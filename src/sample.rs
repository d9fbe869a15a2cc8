//! Sample model
//!
//! A run works on exactly one sample width, picked once at startup through
//! [`SampleKind`]. Everything downstream is generic over [`Sample`].

use crate::error::RescaleError;
use clap::ValueEnum;
use std::fmt;
use std::mem::size_of;

/// Input sample width selected for the whole run
#[derive(Debug, Clone, Copy, PartialEq, Eq, ValueEnum)]
pub enum SampleKind {
    /// 4-byte IEEE-754 float
    #[value(name = "f32")]
    F32,
    /// 2-byte unsigned integer; 0 and 65535 are saturation sentinels
    #[value(name = "u16")]
    U16,
}

impl SampleKind {
    /// Byte width every input sample is expected to have on disk
    #[inline]
    #[must_use]
    pub fn byte_width(self) -> usize {
        match self {
            Self::F32 => 4,
            Self::U16 => 2,
        }
    }

    /// Width of the in-memory type used for this kind
    #[inline]
    #[must_use]
    fn native_width(self) -> usize {
        match self {
            Self::F32 => size_of::<f32>(),
            Self::U16 => size_of::<u16>(),
        }
    }

    /// Whether the statistics passes skip saturated values for this kind
    #[inline]
    #[must_use]
    pub fn excludes_sentinels(self) -> bool {
        matches!(self, Self::U16)
    }

    /// Platform sanity check: the in-memory type must match the on-disk width
    pub fn check_width(self) -> Result<(), RescaleError> {
        let actual = self.native_width();
        if actual != self.byte_width() {
            return Err(RescaleError::UnexpectedSampleWidth {
                kind: self,
                expected: self.byte_width(),
                actual,
            });
        }
        Ok(())
    }
}

impl fmt::Display for SampleKind {
    fn fmt(&self, f: &mut fmt::Formatter<'_>) -> fmt::Result {
        match self {
            Self::F32 => write!(f, "32-bit floating point"),
            Self::U16 => write!(f, "16-bit unsigned integer"),
        }
    }
}

/// Numeric interface the passes need from a sample type
///
/// Samples are read as raw native-endian memory images, hence the `Pod`
/// bound. Ordering is the type's own `PartialOrd`.
pub trait Sample: bytemuck::Pod + PartialOrd + fmt::Display + Send + Sync {
    const KIND: SampleKind;

    /// Widen to the scale used for binning and remapping
    fn to_f64(self) -> f64;

    /// Known sensor artifact that must not bias the statistics
    #[inline]
    fn is_saturation_sentinel(self) -> bool {
        false
    }
}

impl Sample for f32 {
    const KIND: SampleKind = SampleKind::F32;

    #[inline(always)]
    fn to_f64(self) -> f64 {
        f64::from(self)
    }
}

impl Sample for u16 {
    const KIND: SampleKind = SampleKind::U16;

    #[inline(always)]
    fn to_f64(self) -> f64 {
        f64::from(self)
    }

    #[inline(always)]
    fn is_saturation_sentinel(self) -> bool {
        self == u16::MIN || self == u16::MAX
    }
}
use crate::error::RescaleError;
use crate::naming::{DEFAULT_SUFFIX, SuffixPolicy};
use crate::run::{DEFAULT_BINS, DEFAULT_BUFFER_COUNT, MAX_BUFFER_COUNT, RunConfig};
use crate::sample::SampleKind;
use crate::types::Threshold;
use clap::error::ErrorKind;
use clap::{ArgAction, Parser};
use std::ffi::OsString;
use std::num::NonZeroUsize;
use std::path::PathBuf;
use tracing::warn;

/// Buffers smaller than this make every pass crawl
const SMALL_BUFFER_WARNING: u64 = 1000;

/// Rescale raw volume data to 8-bit using a percentile window
#[derive(Parser, Debug, Clone)]
#[command(
    author,
    version,
    about,
    long_about = None,
    after_help = "In u16 mode, values of 0 and 65535 are known saturated values and are not \
                  considered when computing the scaling window."
)]
pub struct Args {
    /// Raw input file(s), all holding the same sample type
    #[arg(value_name = "FILE")]
    pub files: Vec<PathBuf>,

    /// Saturation threshold: e.g. 0.123 treats the first and last 12.3% of
    /// values as outside the scaling range (they become 0 or 255)
    #[arg(
        short = 't',
        long,
        env = "RESCALE_THRESHOLD",
        default_value_t = Threshold::DEFAULT,
        allow_negative_numbers = true
    )]
    pub threshold: f64,

    /// Read/write buffer size in elements (input and output)
    #[arg(short = 'b', long, env = "RESCALE_BUFFER_COUNT", default_value_t = DEFAULT_BUFFER_COUNT)]
    pub buffer_count: u64,

    /// Suffix appended to each input file name to form its output name
    #[arg(short = 's', long, env = "RESCALE_SUFFIX", default_value = DEFAULT_SUFFIX)]
    pub suffix: String,

    /// Number of histogram bins (at least 1)
    #[arg(
        short = 'n',
        long,
        env = "RESCALE_BINS",
        default_value_t = DEFAULT_BINS as i64,
        allow_negative_numbers = true
    )]
    pub bins: i64,

    /// Name outputs from the volume size in the companion .vgi file
    #[arg(short = 'a', long)]
    pub auto: bool,

    /// Sample type of the input files
    #[arg(long, value_enum, env = "RESCALE_SAMPLE_TYPE", default_value_t = SampleKind::F32)]
    pub sample_type: SampleKind,

    /// Count histogram bins on all cores (reads stay sequential)
    #[arg(long)]
    pub parallel: bool,

    /// Hide progress bars and informational messages
    #[arg(short, long, conflicts_with = "verbose")]
    pub quiet: bool,

    /// Increase verbosity (-v, -vv)
    #[arg(short, long, action = ArgAction::Count)]
    pub verbose: u8,
}

impl Args {
    /// Parse `args`, turning help/version output and parse failures into errors
    pub fn parse_from_args<I, T>(args: I) -> Result<Self, RescaleError>
    where
        I: IntoIterator<Item = T>,
        T: Into<OsString> + Clone,
    {
        Self::try_parse_from(args).map_err(|e| match e.kind() {
            ErrorKind::DisplayHelp | ErrorKind::DisplayVersion => {
                RescaleError::HelpRequested(e.render().to_string())
            }
            _ => RescaleError::InvalidArguments(e),
        })
    }

    /// Validate into the settings a run consumes, plus the input list
    pub fn into_config(self) -> Result<(RunConfig, Vec<PathBuf>), RescaleError> {
        if self.files.is_empty() {
            return Err(RescaleError::NoInputFiles {
                kind: self.sample_type,
            });
        }

        let threshold = Threshold::new(self.threshold)?;
        let bins = validate_bins(self.bins)?;
        let buffer_count = validate_buffer_count(self.buffer_count)?;

        let suffix = if self.auto {
            SuffixPolicy::FromVolumeInfo {
                fallback: self.suffix,
            }
        } else {
            SuffixPolicy::Fixed(self.suffix)
        };

        let config = RunConfig {
            sample_kind: self.sample_type,
            threshold,
            bins,
            buffer_count,
            suffix,
            parallel_histogram: self.parallel,
            show_progress: !self.quiet,
        };
        Ok((config, self.files))
    }
}

fn validate_bins(bins: i64) -> Result<NonZeroUsize, RescaleError> {
    usize::try_from(bins)
        .ok()
        .and_then(NonZeroUsize::new)
        .ok_or_else(|| {
            RescaleError::InvalidConstraint(format!(
                "number of histogram bins set to {bins}; at least 1 is required"
            ))
        })
}

fn validate_buffer_count(count: u64) -> Result<NonZeroUsize, RescaleError> {
    if count == 0 {
        return Err(RescaleError::InvalidConstraint(
            "buffer size set to zero elements".to_string(),
        ));
    }
    if count < SMALL_BUFFER_WARNING {
        warn!("buffer count set unreasonably small ({count}); performance will almost certainly be dreadful");
    }

    let count = if count > MAX_BUFFER_COUNT {
        warn!(
            "requested buffer count of {count} is larger than the maximum allowed ({MAX_BUFFER_COUNT}); using {MAX_BUFFER_COUNT} elements"
        );
        MAX_BUFFER_COUNT
    } else {
        count
    };

    let count = usize::try_from(count).unwrap_or(usize::MAX);
    Ok(NonZeroUsize::new(count).unwrap_or(NonZeroUsize::MIN))
}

*-*-*

Sift through the entries and copy every line with "window".

/// Rescale raw volume data to 8-bit using a percentile window
                  considered when computing the scaling window."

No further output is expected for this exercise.